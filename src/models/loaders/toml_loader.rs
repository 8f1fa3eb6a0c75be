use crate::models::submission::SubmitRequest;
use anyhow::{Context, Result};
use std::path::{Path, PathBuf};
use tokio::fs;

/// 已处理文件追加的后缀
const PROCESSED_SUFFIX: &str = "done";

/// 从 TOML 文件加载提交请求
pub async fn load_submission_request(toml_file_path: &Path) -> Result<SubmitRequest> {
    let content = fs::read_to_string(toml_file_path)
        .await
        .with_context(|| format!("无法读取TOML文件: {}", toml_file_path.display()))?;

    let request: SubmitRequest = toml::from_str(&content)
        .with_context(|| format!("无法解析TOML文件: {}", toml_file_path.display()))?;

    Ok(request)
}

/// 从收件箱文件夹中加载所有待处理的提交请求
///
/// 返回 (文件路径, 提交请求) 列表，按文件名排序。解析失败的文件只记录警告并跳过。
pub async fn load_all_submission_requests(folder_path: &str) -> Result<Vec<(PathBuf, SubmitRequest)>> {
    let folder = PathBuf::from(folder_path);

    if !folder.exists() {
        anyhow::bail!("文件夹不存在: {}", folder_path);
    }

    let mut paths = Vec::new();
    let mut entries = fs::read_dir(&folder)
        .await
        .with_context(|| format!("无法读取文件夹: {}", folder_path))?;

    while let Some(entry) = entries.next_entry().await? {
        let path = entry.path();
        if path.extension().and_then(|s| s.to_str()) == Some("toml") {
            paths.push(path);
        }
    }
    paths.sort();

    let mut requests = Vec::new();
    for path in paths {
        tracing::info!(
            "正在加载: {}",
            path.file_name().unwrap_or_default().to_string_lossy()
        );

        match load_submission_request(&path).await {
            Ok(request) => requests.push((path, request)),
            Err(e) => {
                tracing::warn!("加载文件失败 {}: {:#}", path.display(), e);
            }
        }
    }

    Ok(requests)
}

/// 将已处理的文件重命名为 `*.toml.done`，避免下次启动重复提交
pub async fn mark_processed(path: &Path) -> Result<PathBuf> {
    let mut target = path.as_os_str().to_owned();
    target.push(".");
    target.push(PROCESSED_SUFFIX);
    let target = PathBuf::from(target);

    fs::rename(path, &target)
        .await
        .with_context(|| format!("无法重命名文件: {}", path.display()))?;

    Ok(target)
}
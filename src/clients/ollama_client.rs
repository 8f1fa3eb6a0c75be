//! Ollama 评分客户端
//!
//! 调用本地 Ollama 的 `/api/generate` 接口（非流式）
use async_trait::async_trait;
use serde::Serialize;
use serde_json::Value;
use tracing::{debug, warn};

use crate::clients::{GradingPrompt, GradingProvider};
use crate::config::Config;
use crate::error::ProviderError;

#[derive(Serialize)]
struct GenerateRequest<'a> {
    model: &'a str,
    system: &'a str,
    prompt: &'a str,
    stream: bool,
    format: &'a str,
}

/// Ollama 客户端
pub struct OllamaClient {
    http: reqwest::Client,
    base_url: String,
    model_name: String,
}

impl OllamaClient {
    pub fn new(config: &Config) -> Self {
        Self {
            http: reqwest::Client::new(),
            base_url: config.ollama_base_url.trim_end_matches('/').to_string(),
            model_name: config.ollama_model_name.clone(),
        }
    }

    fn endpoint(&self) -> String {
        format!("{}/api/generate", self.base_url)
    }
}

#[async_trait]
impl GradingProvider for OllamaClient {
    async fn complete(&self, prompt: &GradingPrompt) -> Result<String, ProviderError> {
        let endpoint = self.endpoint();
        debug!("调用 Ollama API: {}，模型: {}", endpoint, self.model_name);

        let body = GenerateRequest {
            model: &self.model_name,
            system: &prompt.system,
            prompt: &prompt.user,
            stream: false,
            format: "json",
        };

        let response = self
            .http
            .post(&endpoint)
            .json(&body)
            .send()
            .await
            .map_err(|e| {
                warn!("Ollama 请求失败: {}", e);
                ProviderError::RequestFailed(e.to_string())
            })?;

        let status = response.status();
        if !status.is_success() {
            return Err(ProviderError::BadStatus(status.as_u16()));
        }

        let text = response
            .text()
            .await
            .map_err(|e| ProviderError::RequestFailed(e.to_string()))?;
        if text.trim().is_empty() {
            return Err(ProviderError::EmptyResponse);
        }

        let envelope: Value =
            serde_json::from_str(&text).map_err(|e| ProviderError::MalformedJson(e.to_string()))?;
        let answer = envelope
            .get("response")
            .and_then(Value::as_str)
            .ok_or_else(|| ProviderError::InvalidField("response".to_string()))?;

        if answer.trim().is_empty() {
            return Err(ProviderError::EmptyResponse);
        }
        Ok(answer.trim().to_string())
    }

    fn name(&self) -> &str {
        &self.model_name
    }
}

---

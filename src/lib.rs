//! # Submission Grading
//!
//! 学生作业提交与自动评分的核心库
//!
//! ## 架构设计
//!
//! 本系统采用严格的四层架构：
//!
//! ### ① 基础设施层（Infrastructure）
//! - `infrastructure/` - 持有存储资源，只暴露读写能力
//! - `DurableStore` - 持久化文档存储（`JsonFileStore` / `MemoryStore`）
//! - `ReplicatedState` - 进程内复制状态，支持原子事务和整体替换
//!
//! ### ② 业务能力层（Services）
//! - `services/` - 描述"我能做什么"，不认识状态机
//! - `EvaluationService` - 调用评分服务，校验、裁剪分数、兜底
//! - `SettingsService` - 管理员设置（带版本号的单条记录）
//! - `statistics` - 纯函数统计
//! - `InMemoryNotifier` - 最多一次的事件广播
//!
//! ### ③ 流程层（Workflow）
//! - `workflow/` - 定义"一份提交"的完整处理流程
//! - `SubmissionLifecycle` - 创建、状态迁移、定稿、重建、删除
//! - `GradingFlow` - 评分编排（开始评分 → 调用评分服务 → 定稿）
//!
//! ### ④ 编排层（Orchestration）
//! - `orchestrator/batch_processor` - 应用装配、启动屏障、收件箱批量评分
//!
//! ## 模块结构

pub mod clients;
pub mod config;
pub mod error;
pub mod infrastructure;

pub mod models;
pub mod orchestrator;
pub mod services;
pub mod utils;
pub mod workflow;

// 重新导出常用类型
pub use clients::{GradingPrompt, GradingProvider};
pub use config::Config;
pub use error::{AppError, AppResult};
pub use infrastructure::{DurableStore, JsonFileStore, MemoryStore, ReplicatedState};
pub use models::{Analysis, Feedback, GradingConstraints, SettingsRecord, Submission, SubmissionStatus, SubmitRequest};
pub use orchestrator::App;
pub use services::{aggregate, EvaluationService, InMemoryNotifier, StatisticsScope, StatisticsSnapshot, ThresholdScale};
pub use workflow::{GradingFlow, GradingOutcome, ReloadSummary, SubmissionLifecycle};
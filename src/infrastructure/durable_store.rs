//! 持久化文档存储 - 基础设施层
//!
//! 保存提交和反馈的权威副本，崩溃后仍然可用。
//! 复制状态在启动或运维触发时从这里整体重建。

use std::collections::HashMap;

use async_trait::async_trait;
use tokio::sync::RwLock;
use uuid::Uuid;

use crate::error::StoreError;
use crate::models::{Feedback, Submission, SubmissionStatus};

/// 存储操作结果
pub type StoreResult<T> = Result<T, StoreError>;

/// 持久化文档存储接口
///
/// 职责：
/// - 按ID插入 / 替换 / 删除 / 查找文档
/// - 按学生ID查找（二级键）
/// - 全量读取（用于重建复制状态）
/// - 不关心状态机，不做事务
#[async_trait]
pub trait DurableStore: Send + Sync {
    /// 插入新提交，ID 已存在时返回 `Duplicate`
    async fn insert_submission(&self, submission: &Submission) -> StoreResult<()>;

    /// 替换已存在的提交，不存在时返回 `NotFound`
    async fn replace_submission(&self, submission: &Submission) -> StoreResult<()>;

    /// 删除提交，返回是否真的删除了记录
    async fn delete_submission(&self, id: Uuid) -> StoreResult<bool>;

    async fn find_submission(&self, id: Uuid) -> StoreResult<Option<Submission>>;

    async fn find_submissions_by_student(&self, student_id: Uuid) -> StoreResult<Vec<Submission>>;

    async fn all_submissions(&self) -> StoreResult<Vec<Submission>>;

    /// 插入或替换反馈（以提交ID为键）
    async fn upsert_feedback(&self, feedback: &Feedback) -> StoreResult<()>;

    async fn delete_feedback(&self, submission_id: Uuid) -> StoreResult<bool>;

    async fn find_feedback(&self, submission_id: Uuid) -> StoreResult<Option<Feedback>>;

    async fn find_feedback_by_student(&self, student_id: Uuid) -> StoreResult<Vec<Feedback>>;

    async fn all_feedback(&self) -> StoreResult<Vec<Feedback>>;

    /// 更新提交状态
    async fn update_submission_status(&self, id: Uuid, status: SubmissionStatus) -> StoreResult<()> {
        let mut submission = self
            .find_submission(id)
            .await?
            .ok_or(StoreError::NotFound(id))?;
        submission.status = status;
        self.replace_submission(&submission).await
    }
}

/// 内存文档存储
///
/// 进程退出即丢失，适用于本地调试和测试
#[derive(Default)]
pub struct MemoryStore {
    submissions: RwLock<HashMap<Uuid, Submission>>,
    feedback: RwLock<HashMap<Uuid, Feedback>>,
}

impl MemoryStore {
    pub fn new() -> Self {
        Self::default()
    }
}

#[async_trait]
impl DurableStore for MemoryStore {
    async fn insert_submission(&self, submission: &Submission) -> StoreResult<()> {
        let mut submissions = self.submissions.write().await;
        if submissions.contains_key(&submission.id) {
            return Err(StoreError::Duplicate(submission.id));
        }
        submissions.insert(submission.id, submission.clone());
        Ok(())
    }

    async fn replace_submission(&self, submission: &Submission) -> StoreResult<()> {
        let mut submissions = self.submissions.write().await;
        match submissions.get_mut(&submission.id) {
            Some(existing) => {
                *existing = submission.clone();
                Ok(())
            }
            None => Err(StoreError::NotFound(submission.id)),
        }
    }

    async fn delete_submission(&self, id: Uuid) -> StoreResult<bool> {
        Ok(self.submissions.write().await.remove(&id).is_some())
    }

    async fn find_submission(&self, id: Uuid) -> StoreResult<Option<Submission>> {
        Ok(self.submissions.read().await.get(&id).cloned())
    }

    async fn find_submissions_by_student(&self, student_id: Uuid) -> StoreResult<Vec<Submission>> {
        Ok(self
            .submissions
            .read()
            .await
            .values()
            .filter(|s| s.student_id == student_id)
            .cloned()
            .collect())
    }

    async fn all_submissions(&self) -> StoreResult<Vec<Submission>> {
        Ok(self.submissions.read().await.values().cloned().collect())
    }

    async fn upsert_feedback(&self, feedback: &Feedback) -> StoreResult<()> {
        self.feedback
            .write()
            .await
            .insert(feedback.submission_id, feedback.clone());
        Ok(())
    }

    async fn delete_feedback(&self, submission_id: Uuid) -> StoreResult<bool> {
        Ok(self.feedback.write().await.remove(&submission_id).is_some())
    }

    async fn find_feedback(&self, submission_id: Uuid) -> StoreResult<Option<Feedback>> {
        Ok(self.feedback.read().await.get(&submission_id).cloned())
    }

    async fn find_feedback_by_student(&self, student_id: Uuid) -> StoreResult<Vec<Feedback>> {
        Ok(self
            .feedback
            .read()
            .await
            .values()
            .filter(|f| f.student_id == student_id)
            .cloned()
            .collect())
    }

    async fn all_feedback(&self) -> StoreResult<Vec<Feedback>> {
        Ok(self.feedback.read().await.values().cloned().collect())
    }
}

• **Exercise goal**: Show all lines in the entries above where the string "基础设施层" appears.

• **Reply**:
//! ### ① 基础设施层（Infrastructure）
//! 持久化文档存储 - 基础设施层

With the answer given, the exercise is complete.